Evidence of things not seen

A couple of studies out recently look at coffee and health.  One from Harvard(and reported by CNBC)  says coffee (but not decaf or tea) increases the chance of healthy aging in women. Another, from Tufts, (and reported by Newsweek and The Independent) says that unsweetened black coffee, or coffee with very small amounts of sugar or normal coffee amounts of milk, reduces death rates slightly, but not coffee with more sugar or milk (as in everything from a Kiwi small flat white to American-style lattes)

There are two problems with these studies.  The first is that I can’t see them.  One is an abstract from a conference presentation; the other is a paper in an academic journal, but not one the University of Auckland gives me access to.

Compounding this, the two abstracts only give information for their preferred beverages. It’s not possible to tell whether “Decaffeinated coffee and tea intake were not significantly associated with odds of HA nor any domains” means that there’s evidence the correlations were different for tea and decaf or whether there was just a bit more uncertainty around plausibly the same correlation.  Similarly, “However, the mortality benefits were restricted to black coffee [HR (95% CI): 0.86 (0.77, 0.97)] and coffee with low added sugar and saturated fat content [HR (95% CI): 0.86 (0.75, 0.99)]” doesn’t tell us what they found for other coffee types. Nor is the information in the press releases I could find. Since the difference between ways of drinking coffee was the main news tag for these studies, that’s a bit unsatisfactory.

I’ll also note that the Tufts team published an abstract in 2020 with a slightly smaller version of the data from the same survey series, and concluded “Adding milk/cream, alone or with sugar/sweetener, did not significantly change the results.”

A basic principle for studies like these is that conclusions about difference require evidence of difference.  This applies to conclusions in the paper, and even more so to conclusions you want the press to report.

June 21, 2025

Census roundup

Not necessarily endorsed by me, but many of these people do know what they are talking about.

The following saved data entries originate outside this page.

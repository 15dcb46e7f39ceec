use image::GrayImage;

use super::convolve::{Border, separable_filter};
use super::gray::{convert_scale_abs, plane_size, to_plane};
use super::kernels::derivative_kernel;
use super::params::{KernelSize, SobelDirection};

/// Raw Sobel response for the given derivative orders.
pub(super) fn sobel_response(
    gray: &GrayImage,
    dx: usize,
    dy: usize,
    size: KernelSize,
    border: Border,
) -> Vec<f32> {
    let kx = derivative_kernel(dx, size);
    let ky = derivative_kernel(dy, size);
    separable_filter(&to_plane(gray), plane_size(gray), &kx, &ky, border)
}

/// Directional Sobel gradient rescaled to bytes via `|v|`.
///
/// [`SobelDirection::Both`] takes the mixed derivative in one pass. It responds
/// to corners and diagonal structure, not to the union of the X and Y edges.
pub fn sobel(gray: &GrayImage, size: KernelSize, direction: SobelDirection) -> GrayImage {
    let (dx, dy) = direction.orders();
    let response = sobel_response(gray, dx, dy, size, Border::Reflect101);
    convert_scale_abs(&response, gray.width(), gray.height())
}
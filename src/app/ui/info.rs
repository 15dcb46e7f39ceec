use super::super::EdgeVisionApp;
use crate::image::{InfoRow, dimension_rows};
use egui::{Color32, RichText};

impl EdgeVisionApp {
    pub(crate) fn ui_status_bar(&self, ui: &mut egui::Ui) {
        ui.horizontal(|ui| {
            ui.label(
                RichText::new(format!("Algorithm: {}", self.settings.algorithm.label()))
                    .small()
                    .color(Color32::from_gray(180)),
            );
            if let Some(timing) = &self.ui.last_timing {
                ui.separator();
                ui.label(
                    RichText::new(timing.as_str())
                        .small()
                        .color(Color32::from_gray(180)),
                );
            }
            if let Some(msg) = &self.ui.last_status {
                ui.separator();
                ui.label(
                    RichText::new(msg.as_str())
                        .small()
                        .color(Color32::from_gray(200)),
                );
            }
        });
    }

    pub(crate) fn ui_image_info_window(&mut self, ctx: &egui::Context) {
        if !self.ui.info_window_open {
            return;
        }

        egui::Window::new("Image info")
            .open(&mut self.ui.info_window_open)
            .resizable(false)
            .collapsible(false)
            .show(ctx, |ui| {
                let Some(session) = self.image.session.as_ref() else {
                    ui.label("Load an image to inspect its metadata.");
                    return;
                };
                ui.heading("File");
                match self.image.meta.as_ref() {
                    Some(meta) => info_grid(ui, "file_info", &meta.file_rows()),
                    None => {
                        ui.label("No captured file metadata for this image.");
                    }
                }

                ui.add_space(6.0);
                ui.heading("Image");
                info_grid(ui, "image_info", &dimension_rows(session.original().size()));

                if let Some(processed) = session.processed() {
                    ui.add_space(6.0);
                    ui.heading("Result");
                    ui.label(processed.settings.describe());
                    ui.label(format!(
                        "Computed in {:.1} ms",
                        processed.duration.as_secs_f64() * 1000.0
                    ));
                }
            });
    }
}

fn info_grid(ui: &mut egui::Ui, id: &str, rows: &[InfoRow]) {
    egui::Grid::new(id)
        .num_columns(2)
        .spacing([12.0, 2.0])
        .show(ui, |ui| {
            for (label, value) in rows {
                ui.label(RichText::new(*label).strong());
                ui.label(value.as_str());
                ui.end_row();
            }
        });
}
use std::env;

use crate::telemetry::config::json_mode;

#[derive(Clone, Copy, Debug, PartialEq, Eq)]
pub enum OutputFormat {
    Text,
    Json,
}

#[derive(Clone, Copy, Debug, PartialEq, Eq)]
pub struct OutputConfig {
    pub format: OutputFormat,
    pub pretty: bool,
}

impl OutputConfig {
    /// `--json` wins over `IMPORTER_OUTPUT_FORMAT`.
    pub fn from_env() -> Self {
        let format = if json_mode() {
            OutputFormat::Json
        } else {
            parse_format(env::var("IMPORTER_OUTPUT_FORMAT").ok().as_deref())
        };
        let pretty = parse_flag(env::var("IMPORTER_OUTPUT_PRETTY").ok().as_deref());
        OutputConfig { format, pretty }
    }
}

fn parse_format(v: Option<&str>) -> OutputFormat {
    match v {
        Some(s) if s.eq_ignore_ascii_case("json") => OutputFormat::Json,
        _ => OutputFormat::Text,
    }
}

fn parse_flag(v: Option<&str>) -> bool {
    matches!(v, Some(s) if s == "1" || s.eq_ignore_ascii_case("true") || s.eq_ignore_ascii_case("yes"))
}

I do also want to emphasize that no-one expert thinks this is a proposal to stop collecting data for the government. Administrative data already marks when you are born or die, when you enter or leave New Zealand, when you pay taxes or go to school or get health care.  This information is more reliably and rapidly collected administratively than in the Census. What we risk losing is not that, but other things.

Reeling them in

Q:  One News says fishing can improve your mental health!

A: That sounds fairly plausible, actually. Did they say how they know?

Q: “research from the UK”

A: A bit non-specific, innit?

Q:

A: I think it’s this paper. The number matches (“Almost 17% less likely”) and it’s from the UK and there doesn’t seem to be a better match

Q: And people who fished more had less mental illness?

A: People who fished more often had less history of depression, suicidal thoughts, and self-harm. People who fished longer had more suicidal thoughts.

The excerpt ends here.